What you have to do - From the line that contains "always terminate. The" to the final line of the entries below, write out every line exactly as it appears, and nothing else.

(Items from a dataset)
----

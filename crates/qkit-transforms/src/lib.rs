#![forbid(unsafe_code)]

//! Named text transforms for QuillKit.
//!
//! A transform is a pure `&str -> Result<String, TransformError>` function
//! registered under a stable name. The session layer resolves names through
//! [`TransformRegistry`], which makes every operation-log entry statically
//! replayable: if a name was recorded, the registry can resolve it.
//!
//! Transforms never touch the document themselves; they compute a new text
//! and the caller decides what to do with it. A transform that rejects its
//! input (bad base64, bad JSON) fails that one call and nothing else.

pub mod builtins;
pub mod registry;

pub use registry::{TransformError, TransformFn, TransformRegistry};
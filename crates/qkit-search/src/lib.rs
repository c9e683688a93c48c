#![forbid(unsafe_code)]

//! Find/replace match engine for QuillKit.
//!
//! Given flat document text and a query (literal or regex), this crate
//! produces an ordered set of match spans and performs single or whole-text
//! replacement. Offsets are byte offsets into the document string, never
//! line/column pairs.
//!
//! Two scanning policies coexist deliberately:
//!
//! - **Literal mode** advances one character after each hit, so matches may
//!   overlap (`"aa"` in `"aaaa"` yields three matches). Overlapping-pattern
//!   searches depend on this policy; do not "fix" it to skip past hits.
//! - **Regex mode** advances past each match, stepping one character only on
//!   a zero-length match so patterns like `(a*)` always terminate. The
//!   number of collected spans is capped at [`MATCH_CEILING`]; hitting the
//!   cap is reported via [`MatchSet::truncated`], not an error.
//!
//! A malformed regex is the only error: the call fails with
//! [`SearchError::InvalidPattern`] and the document is untouched. "No
//! matches" is an empty set, never an error.

pub mod find;
pub mod replace;

pub use find::{FindOptions, MATCH_CEILING, MatchSet, MatchSpan, SearchError, find};
pub use replace::{Replacement, replace_all, replace_one};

----

Reply -
//!   a zero-length match so patterns like `(a*)` always terminate. The
//!   number of collected spans is capped at [`MATCH_CEILING`]; hitting the
//!   cap is reported via [`MatchSet::truncated`], not an error.
//!
//! A malformed regex is the only error: the call fails with
//! [`SearchError::InvalidPattern`] and the document is untouched. "No
//! matches" is an empty set, never an error.

pub mod find;
pub mod replace;

pub use find::{FindOptions, MATCH_CEILING, MatchSet, MatchSpan, SearchError, find};
pub use replace::{Replacement, replace_all, replace_one};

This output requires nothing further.